After a year and a half fighting the world’s deadliest outbreak of Ebola, Sierra Leone will finally be declared free of the virus if no new cases appear by 7 November. While most people celebrate, the end of Ebola will mean new challenges for up to 1,400 burial workers who risked their lives to help stop the epidemic.
Many have faced stigma for their work: some kicked out of their homes by landlords; others shunned by family and friends afraid of contracting the virus.
The World Health Organization recommends that ‘safe and dignified’ burials continue for at least 42 days after the final case of Ebola. So teams are still performing hundreds of precautionary burials each week, even though there haven’t been any cases for a while.
In addition to giving the burial workers jobs and monthly hazard pay, aid agencies have been putting some of them up in temporary accommodation.
But if Ebola goes, the jobs and the perks go too. The future is uncertain. Due to lingering fears about Ebola, many could struggle to find future employment.
Here are two of their stories:
When the outbreak began, 23-year-old student Tamba Momorie dropped everything to join one of the Red Cross’s Safe and Dignified Burial (SDB) teams. His mother kicked him out their home less than two weeks later and he says he still hasn’t been accepted back because his family disapproves of his work.
Momorie told IRIN that many people in his community, including some former friends, have turned against him because of his decision.
“They called me Ebola worker, Ebola man, die man… they said I played with corpses. When this Ebola crisis ends, I worry about how [the government and the Red Cross] will leave us.”
Kargbo said she used to leave her home before the sun came up to go and bury bodies, so as to avoid being seen by her neighbours.
“It’s not easy. The stigma is too heavy,” Kargbo told IRIN. “My community would say: ‘you’re a woman, why did you join the burial team?’ Even my comrades, my friends, became estranged from me because they said I’m dealing with Ebola people. They didn’t understand that I was helping.”
Many burial workers are still haunted by harrowing scenes from the peak of the outbreak.
“I just remember the way I saw people struggling with this sickness. Sometimes we’d see big things (maggots) coming out and eating the body. When you returned home you were afraid to eat rice because of what you’d seen,” Kargbo told IRIN.
Kargbo receives counselling from the Red Cross to help her deal with the ongoing trauma.
“Mamma G was the stigma name they gave me in my community, even in my own street,” she said. “They said I’m a General in dead bodies… whenever they saw me they’d gather in a group and shout ‘General in Ebola!’.”
Sitting in a house provided by the Red Cross for burial workers like himself who are outcast by their families and communities, Momorie said he hopes to have a home to return to one day.
“I would like to move in with my mom if she accepts me, but [for now] I still can’t visit her,” he told IRIN. “But despite that, I have no regrets.
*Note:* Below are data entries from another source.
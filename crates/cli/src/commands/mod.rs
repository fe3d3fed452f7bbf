//! Command implementations.
//!
//! Every command prints its result as pretty JSON on stdout and reports
//! failures through [`CommandError`].

pub mod admin;
pub mod auth;
pub mod favorites;
pub mod notifications;
pub mod watches;

use std::sync::Arc;

use luxtime_client::{
    ApiClient, ApiError, ClientConfig, Favorites, FileStore, Session, SessionError, StorageError,
};
use serde::Serialize;
use thiserror::Error;

/// Errors that can occur while running a command.
#[derive(Debug, Error)]
pub enum CommandError {
    #[error(transparent)]
    Api(#[from] ApiError),

    #[error(transparent)]
    Session(#[from] SessionError),

    #[error(transparent)]
    Storage(#[from] StorageError),

    #[error("Could not render output: {0}")]
    Output(#[from] serde_json::Error),

    #[error("Invalid argument: {0}")]
    InvalidArgument(String),

    #[error("Not signed in. Run `luxtime login` first.")]
    NotSignedIn,
}

/// Everything a command needs, built once per invocation.
pub struct Context {
    pub api: ApiClient,
    pub session: Session,
    pub favorites: Favorites,
}

impl Context {
    /// Open storage and build the client stack from `config`.
    ///
    /// # Errors
    ///
    /// Returns an error if the storage file is unreadable or the HTTP client
    /// cannot be created.
    pub fn new(config: ClientConfig) -> Result<Self, CommandError> {
        let storage = Arc::new(FileStore::open(&config.storage_path)?);
        tracing::debug!(path = %storage.path().display(), "using storage file");

        let api = ApiClient::new(&config, storage.clone())?;
        Ok(Self {
            session: Session::new(api.clone()),
            favorites: Favorites::new(storage),
            api,
        })
    }

    /// Restore the stored session and return the signed-in user.
    ///
    /// # Errors
    ///
    /// Returns `CommandError::NotSignedIn` if there is no usable session.
    pub async fn require_user(&self) -> Result<luxtime_core::User, CommandError> {
        self.session
            .restore()
            .await
            .user()
            .cloned()
            .ok_or(CommandError::NotSignedIn)
    }
}

/// Print `value` as pretty JSON on stdout.
#[allow(clippy::print_stdout)]
pub fn print_json<T: Serialize + ?Sized>(value: &T) -> Result<(), CommandError> {
    println!("{}", serde_json::to_string_pretty(value)?);
    Ok(())
}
I see my efforts have done good. I’ve done a good job and I want to continue.”
The United Nations Development Programme, along with the International Federation of the Red Cross (IFRC), has said it plans to launch a 12-month reintegration program, initially targeting some 800 frontline Ebola workers, to help ease their transition back into everyday life.
But it won’t be easy.
Jennifer Van Wyk, a psychosocial expert for IFRC, which runs the burials programme, said lingering stigma is still a real issue for some burial workers.
“There is so much anger and resistance [from communities] because [burial workers] interfere with traditional burial practices… there’s a lot of judgement,” she told IRIN.